Trans-Fatty Acids (TFA) Induced Vascular Injury Through the Regulation of the Sirt1-Ppargc1a-Nfe2l2 Signaling Pathway in Male Rats

Dietary trans-fatty acids (TFA) elevate cardiovascular disease (CVD) risk by driving vascular injury, yet the mechanisms underlying this effect remain largely unexplored. Eighteen male Sprague–Dawley (SD) rats were randomly assigned to three groups: control group, a low-dose TFA diet group, and a high-dose TFA diet group. During the 12-week experiment, body weight, food intake, and blood pressures were monitored.
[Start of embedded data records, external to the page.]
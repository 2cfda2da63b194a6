#![doc = include_str!("../README.md")]

//! # Architecture
//!
//! The crate is layered bottom-up:
//!
//! - [`Outcome`]: the value-or-error channel a task's completion travels in
//! - [`Executor`]: deferred-work scheduling, with context tokens for
//!   resumption affinity; [`ThreadPool`] and [`ExecutorPool`] implement it
//! - [`Lazy`] / [`RescheduleLazy`]: suspended computations, inert until
//!   driven; binding an executor routes every resumption through it
//! - [`sync_await`]: block a plain thread on a task's completion
//! - [`net`]: the mio-backed reactor and socket types
//! - [`awaitable`]: accept/connect/read/write adapters tasks suspend on
//! - [`http`] and [`Connection`]: the incremental request parser and the
//!   per-socket serve loop consuming all of the above
//! - [`Server`]: the accept loop handing each connection an executor

pub use crate::bridge::{sync_await, BlockingTask, Condition};
pub use crate::config::ServerConfig;
pub use crate::connection::Connection;
pub use crate::error::{ExecutorError, ReactorError};
pub use crate::executor::{
    schedule_after, ContextGuard, ContextToken, Executor, ExecutorPool, ScheduleOptions,
    ThreadPool, Work,
};
pub use crate::lazy::{current_executor, yield_now, Lazy, RescheduleLazy};
pub use crate::outcome::{describe_failure, Failure, Outcome};
pub use crate::server::Server;

pub mod awaitable;
mod bridge;
mod config;
mod connection;
mod error;
mod executor;
pub mod http;
mod lazy;
pub mod net;
mod outcome;
mod server;
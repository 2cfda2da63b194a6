use std::io;
use thiserror::Error;

/// Errors produced by the worker-pool executor.
#[derive(Debug, Error)]
pub enum ExecutorError {
    /// A mutex guarding executor state was poisoned by a panic in another thread
    #[error("mutex lock poisoned")]
    LockPoisoned,

    /// Spawning a worker thread failed
    #[error("thread spawn failed: {0}")]
    ThreadSpawn(io::Error),
}

/// Errors produced by the reactor driving the I/O event loop.
#[derive(Debug, Error)]
pub enum ReactorError {
    /// Reactor initialization failed
    #[error("reactor initialization failed: {0}")]
    Init(io::Error),

    /// Registering a socket with the reactor failed
    #[error("registration failed: {0}")]
    Registration(io::Error),

    /// Event polling failed
    #[error("polling failed: {0}")]
    Polling(io::Error),

    /// A mutex guarding reactor state was poisoned by a panic in another thread
    #[error("mutex lock poisoned")]
    LockPoisoned,

    /// Wrapper for standard I/O errors
    #[error("io error: {0}")]
    Io(#[from] io::Error),
}

/// Type alias for Results using ExecutorError as the error type
pub type Result<T> = std::result::Result<T, ExecutorError>;

/// Type alias for Results using ReactorError as the error type
pub type ReactorResult<T> = std::result::Result<T, ReactorError>;

#[cfg(test)]
mod tests {
    use super::*;
    use std::io;

    #[test]
    fn test_executor_error_display() {
        let io_err = io::Error::new(io::ErrorKind::Other, "boom");
        let exec_err = ExecutorError::ThreadSpawn(io_err);

        assert_eq!(exec_err.to_string(), "thread spawn failed: boom");
    }

    /// Tests the automatic conversion from io::Error to ReactorError
    #[test]
    fn test_reactor_error_conversion() {
        let io_err = io::Error::new(io::ErrorKind::Other, "test error");
        let reactor_err = ReactorError::from(io_err);

        assert!(matches!(reactor_err, ReactorError::Io(_)));
    }
}
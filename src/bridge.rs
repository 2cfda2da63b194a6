//! Synchronous bridge: block a plain thread on a task's completion.

use std::sync::{Arc, Condvar, Mutex};

use crate::executor::Executor;
use crate::lazy::{Lazy, RescheduleLazy};
use crate::outcome::Outcome;

/// A counting signal over a mutex/condvar pair.
///
/// `release` publishes one permit; `acquire` blocks until a permit is
/// available and consumes it.
pub struct Condition {
    count: Mutex<usize>,
    condvar: Condvar,
}

impl Condition {
    pub fn new() -> Self {
        Condition {
            count: Mutex::new(0),
            condvar: Condvar::new(),
        }
    }

    pub fn release(&self) {
        let mut count = self
            .count
            .lock()
            .unwrap_or_else(|poisoned| poisoned.into_inner());
        *count += 1;
        self.condvar.notify_one();
    }

    pub fn acquire(&self) {
        let mut count = self
            .count
            .lock()
            .unwrap_or_else(|poisoned| poisoned.into_inner());
        while *count == 0 {
            count = self
                .condvar
                .wait(count)
                .unwrap_or_else(|poisoned| poisoned.into_inner());
        }
        *count -= 1;
    }
}

impl Default for Condition {
    fn default() -> Self {
        Condition::new()
    }
}

mod sealed {
    pub trait Sealed {}
    impl<T: Send + 'static> Sealed for crate::Lazy<T> {}
    impl<T: Send + 'static> Sealed for crate::RescheduleLazy<T> {}
}

/// A task the synchronous bridge can drive: either flavor of lazy task.
pub trait BlockingTask<T>: sealed::Sealed {
    /// The bound executor, if any, for the self-deadlock guard.
    fn executor_hint(&self) -> Option<&Arc<dyn Executor>>;

    /// Start the task with a boxed completion callback.
    fn start_with(self, callback: Box<dyn FnOnce(Outcome<T>) + Send + 'static>);
}

impl<T: Send + 'static> BlockingTask<T> for Lazy<T> {
    fn executor_hint(&self) -> Option<&Arc<dyn Executor>> {
        None
    }

    fn start_with(self, callback: Box<dyn FnOnce(Outcome<T>) + Send + 'static>) {
        self.start(callback)
    }
}

impl<T: Send + 'static> BlockingTask<T> for RescheduleLazy<T> {
    fn executor_hint(&self) -> Option<&Arc<dyn Executor>> {
        Some(self.executor())
    }

    fn start_with(self, callback: Box<dyn FnOnce(Outcome<T>) + Send + 'static>) {
        self.start(callback)
    }
}

/// Drive `task` and block the calling thread until it completes, then return
/// its value (re-raising a captured failure on this thread).
///
/// # Panics
///
/// Panics immediately if called from a thread belonging to the task's own
/// executor: that thread would be blocking on work only it can run, which is
/// a deterministic deadlock and therefore a programming error.
pub fn sync_await<T, L>(task: L) -> T
where
    T: Send + 'static,
    L: BlockingTask<T>,
{
    if let Some(executor) = task.executor_hint() {
        assert!(
            !executor.current_thread_in_executor(),
            "sync_await may not be called from inside the task's own executor"
        );
    }

    let condition = Arc::new(Condition::new());
    let slot: Arc<Mutex<Outcome<T>>> = Arc::new(Mutex::new(Outcome::empty()));

    let done = condition.clone();
    let result = slot.clone();
    task.start_with(Box::new(move |outcome| {
        *result
            .lock()
            .unwrap_or_else(|poisoned| poisoned.into_inner()) = outcome;
        done.release();
    }));

    condition.acquire();
    let outcome = std::mem::take(
        &mut *slot
            .lock()
            .unwrap_or_else(|poisoned| poisoned.into_inner()),
    );
    outcome.value()
}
Post-experiment, serum triglycerides (TG), total cholesterol (TC), high-density lipoprotein cholesterol (HDL-C), and low-density lipoprotein cholesterol (LDL-C) were quantified using assay kits. Network pharmacology, molecular docking, and western blotting were employed to predict and validate the toxicological mechanisms underlying TFA-induced vascular injury. TFA significantly induced mitochondrial damage in the vascular tissues of rats. TFA consumption increased serum TC, TG, and LDL-C levels while reducing HDL-C levels in rats. Network pharmacology analysis revealed significant enrichment in apoptotic pathways, highlighting the pivotal roles of Sirt1, Ppargc1a, and Nfe2l2 in the mechanistic network underlying TFA-induced vascular injury. Furthermore, molecular docking and western blotting analyses validated substantial changes in protein expression linked to apoptosis and the Sirt1-mediated signaling pathway. TFA induces mitochondrial damage, elevating reactive oxygen species levels and triggering vascular apoptosis in rats. This process is mediated by modulation of the Sirt1/Ppargc1a/Nfe2l2 signaling pathway. These findings clarify a critical mechanism of TFA-induced vascular injury, highlighting dietary TFA as a modifiable risk factor for cardiovascular health.